Later on during the network’s “news side” coverage, America’s Newsroom co-anchor Trace Gallagher brought up the potential of this case heading to the Supreme Court with Barrett now on it. Fox News contributor Ken Starr then misrepresented what the case is all about, saying it was an attempt by people to actually cast votes after Election Day, rather than about counting ballots that arrive through the mail after the day itself.
Later, on Bill Hemmer Reports, the eponymous anchor said there was “a chance that Justice Barrett will have to jump right in on a ruling that could affect Pennsylvania.” Fox News contributor Andy McCarthy in turn put forward the idea that the Supreme Court should get involved with this — and quickly.
“They’re imploring the court to decide the case before the election. I happen to think it's very important that they do that,” McCarthy said. “Because if they decide before the election, it's just that they’re setting the rules under which the election will proceed. I'm worried that if they wait for chaos after the election, it will look like the court is choosing the president, which I think no one should want.”
McCarthy also raised a similar specter as Starr did, claiming, “They’re asking for trouble here” of people casting votes after the nationally set Election Day. “If you encourage the counting to go on beyond November 3, while the results are being reported by the national media, it’s an invitation to all kinds of shenanigans,” he added.
“And it becomes worse if, as they have in Pennsylvania, the court decides that presumptively, if you can't prove a ballot was postmarked before Election Day, they’re going to presume that it was,” said McCarthy. “So you have the prospect of people voting after Election Day, when the results are being reported all over the country — even though the election was supposed to have been over on November 3. And that obviously affects the integrity of the result, and invites a lot of fraudulent activity.”
Yet again, the question right now is whether mail delays could lead to the disenfranchisement of people who filled out and set in their ballots before Election Day — not about trying to vote after Election Day.
The Associated Press reported last week that Postal Service data running through October 6 released as the result of a court order found that the agency was continuing to suffer delays, missing the key goal of 95% of first-class mail arriving at its destination within five days.
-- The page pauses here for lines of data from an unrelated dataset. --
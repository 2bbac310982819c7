//! Input hygiene rules shared by the request forms.
//!
//! Each function has the signature `validator` expects for `#[validate(custom = "...")]`.

use lazy_static::lazy_static;
use regex::Regex;
use validator::ValidationError;

lazy_static! {
    pub static ref USERNAME_REGEX: Regex = Regex::new(r"^[a-zA-Z0-9_-]+$").unwrap();
    pub static ref CONTACT_NUMBER_REGEX: Regex = Regex::new(r"^\+?1?\d{9,15}$").unwrap();
    static ref HTML_TAG_REGEX: Regex = Regex::new(r"<\s*/?\s*[a-zA-Z!][^>]*>").unwrap();
}

const PASSWORD_SYMBOLS: &str = "@$!%*?&";

fn error(code: &'static str, message: &'static str) -> ValidationError {
    let mut err = ValidationError::new(code);
    err.message = Some(message.into());
    err
}

/// Rejects text that contains HTML tags or script markup.
pub fn no_html(value: &str) -> Result<(), ValidationError> {
    if HTML_TAG_REGEX.is_match(value) {
        return Err(error(
            "html",
            "Input must not contain HTML tags or scripts",
        ));
    }
    Ok(())
}

/// Passwords need 8+ characters with upper, lower, digit and one of `@$!%*?&`.
pub fn password_strength(value: &str) -> Result<(), ValidationError> {
    if value.chars().count() < 8 {
        return Err(error(
            "password_length",
            "Password must be at least 8 characters long",
        ));
    }
    if !value.chars().any(|c| c.is_ascii_uppercase()) {
        return Err(error(
            "password_uppercase",
            "Password must contain at least one uppercase letter",
        ));
    }
    if !value.chars().any(|c| c.is_ascii_lowercase()) {
        return Err(error(
            "password_lowercase",
            "Password must contain at least one lowercase letter",
        ));
    }
    if !value.chars().any(|c| c.is_ascii_digit()) {
        return Err(error(
            "password_digit",
            "Password must contain at least one digit",
        ));
    }
    if !value.chars().any(|c| PASSWORD_SYMBOLS.contains(c)) {
        return Err(error(
            "password_symbol",
            "Password must contain at least one special symbol (@, $, !, %, *, ?, &)",
        ));
    }
    Ok(())
}

pub fn alphabetic_name(value: &str) -> Result<(), ValidationError> {
    if value.is_empty() || !value.chars().all(char::is_alphabetic) {
        return Err(error(
            "name",
            "Name must only contain alphabetic characters",
        ));
    }
    Ok(())
}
Areas of key battleground states such as Pennsylvania, Michigan, and Wisconsin were among those falling short by especially wide margins.
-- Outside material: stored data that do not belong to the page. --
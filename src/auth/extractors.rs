use actix_web::dev::Payload;
use actix_web::{Error as ActixError, FromRequest, HttpMessage, HttpRequest};
use std::future::{ready, Ready};

use crate::auth::token::Claims;
use crate::error::AppError;
use crate::models::Role;

/// The caller's identity, taken from the claims `AuthMiddleware` stored in the
/// request extensions.
///
/// Handlers on routes skipped by the middleware must not use this extractor; it
/// answers `401` whenever no claims are present.
#[derive(Debug, Clone, Copy, PartialEq, Eq)]
pub struct CurrentUser {
    pub id: i32,
    pub role: Role,
}

impl CurrentUser {
    pub fn is_admin(&self) -> bool {
        self.role == Role::Admin
    }

    /// Restricts a listing to the caller's own rows unless the caller is an admin.
    pub fn owner_scope(&self) -> Option<i32> {
        if self.is_admin() {
            None
        } else {
            Some(self.id)
        }
    }
}

impl From<&Claims> for CurrentUser {
    fn from(claims: &Claims) -> Self {
        Self {
            id: claims.user_id,
            role: claims.role,
        }
    }
}

impl FromRequest for CurrentUser {
    type Error = ActixError;
    type Future = Ready<Result<Self, Self::Error>>;

    fn from_request(req: &HttpRequest, _payload: &mut Payload) -> Self::Future {
        match req.extensions().get::<Claims>() {
            Some(claims) => ready(Ok(CurrentUser::from(claims))),
            None => {
                let err = AppError::Unauthorized("Token is missing".to_string());
                ready(Err(err.into()))
            }
        }
    }
}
Trump has also previously admitted that he opposed providing additional funding to the Postal Service because to do so would facilitate mail-in voting. While there is usually no overall partisan difference in absentee voting, interest in it has risen much more among Democratic-leaning voters this year as a result of the coronavirus pandemic. (Polling has also indicated that Democrats are more likely to take COVID-19 seriously than are Republicans.)